_Task input_:
◆ ◆ ◆ ◆ ◆ ◆ ◆

//! Event source. Normalises code-host activity into ordered events.
//!
//! `poll(since)` returns a finite, time-ordered batch (ties broken by id).
//! Delivery is at-least-once: polling again from the same cursor yields the
//! same events or a superset. Dedup happens downstream in the ledger.

use chrono::{DateTime, Utc};
use regex::Regex;
use std::collections::{BTreeSet, HashMap};
use std::sync::{Arc, LazyLock};

use super::commands::{parse_command, Command};
use super::tasks::{EventPosition, TaskRef};
use crate::backends::{CodeHost, PullRequest};
use crate::error::OrchError;

/// Authors whose issues, PRs and comments never drive the pipeline.
const BOT_AUTHORS: &[&str] = &["github-actions[bot]", "dependabot[bot]"];

/// Issues carrying this label are never tracked.
pub const OPT_OUT_LABEL: &str = "no-agent";

pub const PLAN_MARKER: &str = "<!-- planner-agent-plan -->";
pub const REVIEW_MARKER: &str = "<!-- reviewer-agent-feedback -->";
pub const CI_FIX_MARKER: &str = "<!-- ci-fixer-agent-report -->";
/// Status notes (failures, forced approval) posted by the orchestrator.
pub const STATUS_MARKER: &str = "<!-- sdlc-orch-status -->";

const MARKERS: &[&str] = &[PLAN_MARKER, REVIEW_MARKER, CI_FIX_MARKER, STATUS_MARKER];

/// PR body patterns linking to an issue, most specific first.
static LINK_PATTERNS: LazyLock<Vec<Regex>> = LazyLock::new(|| {
    [
        r"(?i)\b(?:closes|fixes|resolves|addresses|for)\s*#(\d+)",
        r"(?i)\bissue[:\s]*#?(\d+)",
        r"#(\d+)",
    ]
    .iter()
    .map(|p| Regex::new(p).expect("BUG: link pattern regex is invalid"))
    .collect()
});

pub fn is_bot(author: &str) -> bool {
    BOT_AUTHORS.contains(&author)
}

/// Whether a comment was written by the orchestrator itself.
pub fn is_orchestrator_comment(body: &str) -> bool {
    MARKERS.iter().any(|m| body.contains(m))
}

/// The issue a PR body refers to, if any.
pub fn linked_issue(body: &str) -> Option<u64> {
    LINK_PATTERNS.iter().find_map(|re| {
        re.captures(body)
            .and_then(|c| c.get(1))
            .and_then(|m| m.as_str().parse().ok())
    })
}

#[derive(Debug, Clone, PartialEq)]
pub enum EventKind {
    IssueCreated {
        title: String,
        labels: BTreeSet<String>,
    },
    Command(Command),
    PrUpdated {
        pr: u64,
        sha: String,
        branch: String,
    },
    CiCompleted {
        pr: u64,
        sha: String,
        success: bool,
        /// Failed checks, one per line. Empty on success.
        summary: String,
    },
}

impl EventKind {
    pub fn name(&self) -> &'static str {
        match self {
            Self::IssueCreated { .. } => "issue_created",
            Self::Command(Command::Plan(_)) => "command_plan",
            Self::Command(Command::Code(_)) => "command_code",
            Self::PrUpdated { .. } => "pr_updated",
            Self::CiCompleted { .. } => "ci_completed",
        }
    }
}

/// A normalised host event. Immutable once observed.
#[derive(Debug, Clone, PartialEq)]
pub struct Event {
    /// Host-derived opaque id, stable across polls.
    pub id: String,
    /// Host event time.
    pub at: DateTime<Utc>,
    pub task: TaskRef,
    pub kind: EventKind,
}

impl Event {
    pub fn position(&self) -> EventPosition {
        EventPosition {
            at: self.at,
            id: self.id.clone(),
        }
    }
}

/// Sort a batch into delivery order: host time, then id.
pub fn sort_events(events: &mut [Event]) {
    events.sort_by(|a, b| a.at.cmp(&b.at).then_with(|| a.id.cmp(&b.id)));
}

/// Polls one repository.
pub struct EventSource {
    host: Arc<dyn CodeHost>,
}

impl EventSource {
    pub fn new(host: Arc<dyn CodeHost>) -> Self {
        Self { host }
    }

    pub fn repo(&self) -> &str {
        self.host.repo()
    }

    /// Events at or after `since`, ordered. Host errors surface as
    /// `SourceUnavailable`; the caller must not advance its cursor then.
    pub async fn poll(&self, since: DateTime<Utc>) -> Result<Vec<Event>, OrchError> {
        let unavailable = |e: anyhow::Error| OrchError::SourceUnavailable(format!("{e:#}"));
        let repo = self.repo().to_string();
        let mut events = Vec::new();

        let issues = self.host.list_issues(since).await.map_err(unavailable)?;
        for issue in issues {
            if issue.created_at < since || is_bot(&issue.author) || issue.has_label(OPT_OUT_LABEL) {
                continue;
            }
            events.push(Event {
                id: format!("issue:{}", issue.number),
                at: issue.created_at,
                task: TaskRef::new(&repo, issue.number),
                kind: EventKind::IssueCreated {
                    title: issue.title,
                    labels: issue.labels.into_iter().collect(),
                },
            });
        }

        let pulls = self.host.list_pull_requests().await.map_err(unavailable)?;
        let linked: Vec<(u64, PullRequest)> = pulls
            .into_iter()
            .filter(|pr| !is_bot(&pr.author))
            .filter_map(|pr| linked_issue(&pr.body).map(|issue| (issue, pr)))
            .filter(|(issue, pr)| *issue != pr.number)
            .collect();
        let pr_to_issue: HashMap<u64, u64> =
            linked.iter().map(|(issue, pr)| (pr.number, *issue)).collect();

        let comments = self.host.comments_since(since).await.map_err(unavailable)?;
        for comment in comments {
            if comment.created_at < since
                || is_bot(&comment.author)
                || is_orchestrator_comment(&comment.body)
            {
                continue;
            }
            let Some(command) = parse_command(&comment.body) else {
                continue;
            };
            let number = pr_to_issue.get(&comment.number).copied().unwrap_or(comment.number);
            events.push(Event {
                id: format!("comment:{}", comment.id),
                at: comment.created_at,
                task: TaskRef::new(&repo, number),
                kind: EventKind::Command(command),
            });
        }

        for (issue, pr) in linked {
            let task = TaskRef::new(&repo, issue);
            if pr.updated_at >= since {
                events.push(Event {
                    id: format!("pr:{}:{}", pr.number, pr.head_sha),
                    at: pr.updated_at,
                    task: task.clone(),
                    kind: EventKind::PrUpdated {
                        pr: pr.number,
                        sha: pr.head_sha.clone(),
                        branch: pr.branch.clone(),
                    },
                });
            }
            if let Some(ci) = self.ci_event(task, &pr, since).await? {
                events.push(ci);
            }
        }

        sort_events(&mut events);
        Ok(events)
    }

    /// One `CiCompleted` per head sha, once every check run has completed.
    async fn ci_event(
        &self,
        task: TaskRef,
        pr: &PullRequest,
        since: DateTime<Utc>,
    ) -> Result<Option<Event>, OrchError> {
        let runs = self
            .host
            .get_check_runs(&pr.head_sha)
            .await
            .map_err(|e| OrchError::SourceUnavailable(format!("{e:#}")))?;
        if runs.is_empty() || !runs.iter().all(|r| r.is_completed()) {
            return Ok(None);
        }
        let Some(completed) = runs.iter().filter_map(|r| r.completed_at).max() else {
            return Ok(None);
        };
        // Always after the PrUpdated for the same head, so the sha is known
        // by the time the result is applied.
        let at = completed.max(pr.updated_at + chrono::Duration::milliseconds(1));
        if at < since {
            return Ok(None);
        }
        let failed: Vec<String> = runs
            .iter()
            .filter(|r| !r.is_success())
            .map(|r| {
                let conclusion = r.conclusion.as_deref().unwrap_or("unknown");
                match &r.summary {
                    Some(s) => format!("- {} ({conclusion}): {s}", r.name),
                    None => format!("- {} ({conclusion})", r.name),
                }
            })
            .collect();
        Ok(Some(Event {
            id: format!("ci:{}", pr.head_sha),
            at,
            task,
            kind: EventKind::CiCompleted {
                pr: pr.number,
                sha: pr.head_sha.clone(),
                success: failed.is_empty(),
                summary: failed.join("\n"),
            },
        }))
    }
}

◆ ◆ ◆ ◆ ◆ ◆ ◆

_What you need to do_: Where a line of the data holds the word "static", copy that line.

_Written reply_:
static LINK_PATTERNS: LazyLock<Vec<Regex>> = LazyLock::new(|| {
    pub fn name(&self) -> &'static str {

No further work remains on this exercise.